WORK TO BE COMPLETED: Reproduce, exactly, the lines of the material below from the line containing "multinomial logistic regression." through the line containing "followed by soft", with both end lines included and nothing else.
[[ DATA PROVIDED, beginning ]]
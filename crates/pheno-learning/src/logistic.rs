//! Elastic-net multinomial logistic regression.
//!
//! The model minimises
//!
//! ```text
//! (1/n) Σᵢ CE(yᵢ, softmax(W xᵢ + b)) + α [ ρ ‖W‖₁ + (1 - ρ)/2 ‖W‖²_F ]
//!
//! α = 1 / (C·n)
//! ```
//!
//! which is the `C`-weighted sum-of-losses objective divided by `C·n`. The
//! intercept is not penalised. Every class gets its own coefficient row, so a
//! binary problem yields a `2 × n_features` coefficient matrix.
//!
//! Optimisation uses FISTA (accelerated proximal gradient): a gradient step on
//! the smooth part (cross-entropy plus the L2 term) followed by soft
//! thresholding for the L1 term. The step is `1/L` with
//! `L = ½·mean‖[xᵢ, 1]‖² + α(1 - ρ)`, an upper bound of the gradient's
//! Lipschitz constant.

use crate::error::{LearningError, Result};
use crate::estimator::Classifier;
use ndarray::{Array1, Array2, Axis};
use serde::{Deserialize, Serialize};
use std::collections::BTreeSet;
use tracing::{debug, warn};

/// Default inverse regularisation strength.
pub const DEFAULT_C: f64 = 1.0;

/// Default solver iteration cap.
pub const DEFAULT_MAX_ITER: usize = 100;

/// Default relative tolerance on the largest coefficient update.
pub const DEFAULT_TOL: f64 = 1e-4;

/// Learned parameters of a fitted model.
#[derive(Debug, Clone, PartialEq, Serialize, Deserialize)]
pub struct FittedParams {
    /// Sorted class labels; row `k` of `coef` belongs to `classes[k]`.
    pub classes: Vec<String>,
    /// `n_classes × n_features`.
    pub coef: Array2<f64>,
    pub intercept: Array1<f64>,
    pub n_iter: usize,
    pub converged: bool,
}

/// Elastic-net logistic regression classifier.
///
/// # Example
///
/// ```
/// use ndarray::array;
/// use pheno_learning::{Classifier, LogisticRegression};
///
/// let x = array![[0.0, 0.1], [0.1, 0.0], [1.0, 0.9], [0.9, 1.0]];
/// let y: Vec<String> = ["a", "a", "b", "b"].iter().map(|s| s.to_string()).collect();
///
/// let mut model = LogisticRegression::new(10.0, 0.5);
/// model.fit(&x, &y).unwrap();
/// assert_eq!(model.predict(&x).unwrap(), y);
/// ```
#[derive(Debug, Clone, PartialEq, Serialize, Deserialize)]
pub struct LogisticRegression {
    /// Inverse regularisation strength (> 0).
    pub c: f64,
    /// Elastic-net mixing: 0 is pure L2, 1 is pure L1.
    pub l1_ratio: f64,
    pub max_iter: usize,
    pub tol: f64,
    fitted: Option<FittedParams>,
}

static_assertions::assert_impl_all!(LogisticRegression: Send, Sync);

impl Default for LogisticRegression {
    fn default() -> Self {
        Self::new(DEFAULT_C, 0.0)
    }
}

impl LogisticRegression {
    pub fn new(c: f64, l1_ratio: f64) -> Self {
        Self {
            c,
            l1_ratio,
            max_iter: DEFAULT_MAX_ITER,
            tol: DEFAULT_TOL,
            fitted: None,
        }
    }

    pub fn with_max_iter(mut self, max_iter: usize) -> Self {
        self.max_iter = max_iter;
        self
    }

    pub fn with_tol(mut self, tol: f64) -> Self {
        self.tol = tol;
        self
    }

    /// Same hyperparameters, unfitted.
    pub fn with_params(&self, c: f64, l1_ratio: f64) -> Self {
        Self {
            c,
            l1_ratio,
            max_iter: self.max_iter,
            tol: self.tol,
            fitted: None,
        }
    }

    pub fn is_fitted(&self) -> bool {
        self.fitted.is_some()
    }

    pub fn fitted(&self) -> Result<&FittedParams> {
        self.fitted.as_ref().ok_or(LearningError::NotFitted)
    }

    pub fn classes(&self) -> Result<&[String]> {
        Ok(&self.fitted()?.classes)
    }

    /// Coefficients, `n_classes × n_features`.
    pub fn coef(&self) -> Result<&Array2<f64>> {
        Ok(&self.fitted()?.coef)
    }

    pub fn intercept(&self) -> Result<&Array1<f64>> {
        Ok(&self.fitted()?.intercept)
    }

    fn validate_params(&self) -> Result<()> {
        if !(self.c.is_finite() && self.c > 0.0) {
            return Err(LearningError::InvalidConfig(format!(
                "C must be positive and finite, got {}",
                self.c
            )));
        }
        if !(0.0..=1.0).contains(&self.l1_ratio) {
            return Err(LearningError::InvalidConfig(format!(
                "l1_ratio must be in [0, 1], got {}",
                self.l1_ratio
            )));
        }
        if self.max_iter == 0 {
            return Err(LearningError::InvalidConfig(
                "max_iter must be at least 1".to_string(),
            ));
        }
        Ok(())
    }

    /// Raw class scores `X Wᵀ + b`, `n_samples × n_classes`.
    pub fn decision_function(&self, x: &Array2<f64>) -> Result<Array2<f64>> {
        let params = self.fitted()?;
        if x.ncols() != params.coef.ncols() {
            return Err(LearningError::InvalidData(format!(
                "expected {} features, got {}",
                params.coef.ncols(),
                x.ncols()
            )));
        }
        Ok(x.dot(&params.coef.t()) + &params.intercept)
    }

    /// Class probabilities, columns ordered as [`classes`](Self::classes).
    pub fn predict_proba(&self, x: &Array2<f64>) -> Result<Array2<f64>> {
        let mut scores = self.decision_function(x)?;
        softmax_rows(&mut scores);
        Ok(scores)
    }
}

impl Classifier for LogisticRegression {
    fn fit(&mut self, x: &Array2<f64>, y: &[String]) -> Result<()> {
        self.validate_params()?;
        if x.nrows() != y.len() {
            return Err(LearningError::InvalidData(format!(
                "feature matrix has {} rows but {} labels were given",
                x.nrows(),
                y.len()
            )));
        }
        if x.iter().any(|v| !v.is_finite()) {
            return Err(LearningError::InvalidData(
                "feature matrix contains non-finite values".to_string(),
            ));
        }

        let classes: Vec<String> = y.iter().cloned().collect::<BTreeSet<_>>().into_iter().collect();
        if classes.len() < 2 {
            return Err(LearningError::TrainingFailed(format!(
                "need at least two classes to fit, found {:?}",
                classes
            )));
        }

        let targets = one_hot(y, &classes);
        let params = fista(x, &targets, self)?;

        if !params.converged {
            warn!(
                "Solver did not converge in {} iterations (C={}, l1_ratio={})",
                self.max_iter, self.c, self.l1_ratio
            );
        }
        debug!(
            "Fitted {} classes x {} features in {} iterations",
            classes.len(),
            x.ncols(),
            params.n_iter
        );

        self.fitted = Some(FittedParams { classes, ..params });
        Ok(())
    }

    fn predict(&self, x: &Array2<f64>) -> Result<Vec<String>> {
        let scores = self.decision_function(x)?;
        let classes = self.classes()?;

        Ok(scores
            .rows()
            .into_iter()
            .map(|row| classes[argmax(row.iter().copied())].clone())
            .collect())
    }
}

fn one_hot(y: &[String], classes: &[String]) -> Array2<f64> {
    let mut targets = Array2::zeros((y.len(), classes.len()));
    for (i, label) in y.iter().enumerate() {
        if let Ok(k) = classes.binary_search(label) {
            targets[[i, k]] = 1.0;
        }
    }
    targets
}

/// Index of the first maximum.
fn argmax(values: impl Iterator<Item = f64>) -> usize {
    let mut best = 0;
    let mut best_value = f64::NEG_INFINITY;
    for (i, value) in values.enumerate() {
        if value > best_value {
            best = i;
            best_value = value;
        }
    }
    best
}

fn softmax_rows(scores: &mut Array2<f64>) {
    for mut row in scores.rows_mut() {
        let max = row.fold(f64::NEG_INFINITY, |acc, &v| acc.max(v));
        row.mapv_inplace(|v| (v - max).exp());
        let sum = row.sum();
        row.mapv_inplace(|v| v / sum);
    }
}

fn soft_threshold(value: f64, threshold: f64) -> f64 {
    if value > threshold {
        value - threshold
    } else if value < -threshold {
        value + threshold
    } else {
        0.0
    }
}

/// Accelerated proximal gradient on the elastic-net objective.
fn fista(
    x: &Array2<f64>,
    targets: &Array2<f64>,
    model: &LogisticRegression,
) -> Result<FittedParams> {
    let n = x.nrows() as f64;
    let n_classes = targets.ncols();
    let n_features = x.ncols();

    let alpha = 1.0 / (model.c * n);
    let l1 = alpha * model.l1_ratio;
    let l2 = alpha * (1.0 - model.l1_ratio);

    let mean_sq_norm = x.rows().into_iter().map(|r| r.dot(&r) + 1.0).sum::<f64>() / n;
    let lipschitz = 0.5 * mean_sq_norm + l2;
    let step = 1.0 / lipschitz;

    let mut coef = Array2::<f64>::zeros((n_classes, n_features));
    let mut intercept = Array1::<f64>::zeros(n_classes);
    let mut coef_y = coef.clone();
    let mut intercept_y = intercept.clone();
    let mut t = 1.0_f64;

    for iter in 1..=model.max_iter {
        let mut probs = x.dot(&coef_y.t()) + &intercept_y;
        softmax_rows(&mut probs);
        let residual = probs - targets;

        let grad = residual.t().dot(x) / n + &coef_y * l2;
        let grad_intercept = residual.sum_axis(Axis(0)) / n;

        let next_coef = (&coef_y - &(grad * step)).mapv(|v| soft_threshold(v, l1 * step));
        let next_intercept = &intercept_y - &(grad_intercept * step);

        let t_next = (1.0 + (1.0 + 4.0 * t * t).sqrt()) / 2.0;
        let momentum = (t - 1.0) / t_next;

        let max_change = next_coef
            .iter()
            .zip(coef.iter())
            .chain(next_intercept.iter().zip(intercept.iter()))
            .fold(0.0_f64, |acc, (a, b)| acc.max((a - b).abs()));
        let max_weight = next_coef
            .iter()
            .chain(next_intercept.iter())
            .fold(0.0_f64, |acc, v| acc.max(v.abs()));

        coef_y = &next_coef + &((&next_coef - &coef) * momentum);
        intercept_y = &next_intercept + &((&next_intercept - &intercept) * momentum);
        coef = next_coef;
        intercept = next_intercept;
        t = t_next;

        if coef.iter().chain(intercept.iter()).any(|v| !v.is_finite()) {
            return Err(LearningError::TrainingFailed(
                "solver diverged to non-finite coefficients".to_string(),
            ));
        }

        let converged = if max_weight > 0.0 {
            max_change / max_weight <= model.tol
        } else {
            max_change == 0.0
        };
        if converged {
            return Ok(FittedParams {
                classes: Vec::new(),
                coef,
                intercept,
                n_iter: iter,
                converged: true,
            });
        }
    }

    Ok(FittedParams {
        classes: Vec::new(),
        coef,
        intercept,
        n_iter: model.max_iter,
        converged: false,
    })
}

#[cfg(test)]
mod tests {
    use super::*;
    use ndarray::array;

    fn labels(values: &[&str]) -> Vec<String> {
        values.iter().map(|s| s.to_string()).collect()
    }

    fn three_clusters() -> (Array2<f64>, Vec<String>) {
        let x = array![
            [1.0, 0.0],
            [0.9, 0.1],
            [1.1, -0.1],
            [0.0, 1.0],
            [0.1, 0.9],
            [-0.1, 1.1],
            [-1.0, -1.0],
            [-0.9, -1.1],
            [-1.1, -0.9],
        ];
        let y = labels(&["a", "a", "a", "b", "b", "b", "c", "c", "c"]);
        (x, y)
    }

    // =========================================================================
    // Fitting
    // =========================================================================

    #[test]
    fn test_fit_separates_clusters() {
        let (x, y) = three_clusters();
        let mut model = LogisticRegression::new(100.0, 0.0).with_max_iter(2000);
        model.fit(&x, &y).unwrap();

        assert_eq!(model.predict(&x).unwrap(), y);
        assert_eq!(model.classes().unwrap(), &["a", "b", "c"]);
        assert_eq!(model.coef().unwrap().dim(), (3, 2));
    }

    #[test]
    fn test_binary_problem_has_one_row_per_class() {
        let x = array![[0.0], [0.2], [1.0], [1.2]];
        let y = labels(&["Negative", "Negative", "Large", "Large"]);
        let mut model = LogisticRegression::new(10.0, 0.5);
        model.fit(&x, &y).unwrap();

        assert_eq!(model.coef().unwrap().dim(), (2, 1));
        assert_eq!(model.classes().unwrap(), &["Large", "Negative"]);
    }

    #[test]
    fn test_strong_l1_zeroes_coefficients() {
        let (x, y) = three_clusters();
        let mut model = LogisticRegression::new(1e-3, 1.0);
        model.fit(&x, &y).unwrap();
        assert!(model.coef().unwrap().iter().all(|&w| w == 0.0));
    }

    #[test]
    fn test_probabilities_sum_to_one() {
        let (x, y) = three_clusters();
        let mut model = LogisticRegression::new(1.0, 0.3);
        model.fit(&x, &y).unwrap();

        let proba = model.predict_proba(&x).unwrap();
        for row in proba.rows() {
            assert!((row.sum() - 1.0).abs() < 1e-9);
        }
    }

    #[test]
    fn test_fit_is_deterministic() {
        let (x, y) = three_clusters();
        let mut first = LogisticRegression::new(1.0, 0.5);
        let mut second = first.clone();
        first.fit(&x, &y).unwrap();
        second.fit(&x, &y).unwrap();
        assert_eq!(first, second);
    }

    // =========================================================================
    // Errors
    // =========================================================================

    #[test]
    fn test_single_class_fails() {
        let x = array![[0.0], [1.0]];
        let y = labels(&["a", "a"]);
        let mut model = LogisticRegression::default();
        assert!(matches!(
            model.fit(&x, &y),
            Err(LearningError::TrainingFailed(_))
        ));
    }

    #[test]
    fn test_invalid_hyperparameters() {
        let (x, y) = three_clusters();
        for (c, l1_ratio) in [(0.0, 0.5), (-1.0, 0.5), (1.0, 1.5), (1.0, -0.1)] {
            let mut model = LogisticRegression::new(c, l1_ratio);
            assert!(matches!(
                model.fit(&x, &y),
                Err(LearningError::InvalidConfig(_))
            ));
        }
    }

    #[test]
    fn test_predict_before_fit() {
        let model = LogisticRegression::default();
        assert!(matches!(
            model.predict(&array![[1.0]]),
            Err(LearningError::NotFitted)
        ));
    }

    #[test]
    fn test_predict_wrong_width() {
        let (x, y) = three_clusters();
        let mut model = LogisticRegression::default();
        model.fit(&x, &y).unwrap();
        assert!(matches!(
            model.predict(&array![[1.0, 2.0, 3.0]]),
            Err(LearningError::InvalidData(_))
        ));
    }

    #[test]
    fn test_soft_threshold() {
        assert_eq!(soft_threshold(3.0, 1.0), 2.0);
        assert_eq!(soft_threshold(-3.0, 1.0), -2.0);
        assert_eq!(soft_threshold(0.5, 1.0), 0.0);
    }

    #[test]
    fn test_argmax_ties_pick_first() {
        assert_eq!(argmax([0.2, 0.7, 0.7].into_iter()), 1);
    }
}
[[ DATA PROVIDED, end ]]
TASK OUTPUT:
//! Elastic-net multinomial logistic regression.
//!
//! The model minimises
//!
//! ```text
//! (1/n) Σᵢ CE(yᵢ, softmax(W xᵢ + b)) + α [ ρ ‖W‖₁ + (1 - ρ)/2 ‖W‖²_F ]
//!
//! α = 1 / (C·n)
//! ```
//!
//! which is the `C`-weighted sum-of-losses objective divided by `C·n`. The
//! intercept is not penalised. Every class gets its own coefficient row, so a
//! binary problem yields a `2 × n_features` coefficient matrix.
//!
//! Optimisation uses FISTA (accelerated proximal gradient): a gradient step on
//! the smooth part (cross-entropy plus the L2 term) followed by soft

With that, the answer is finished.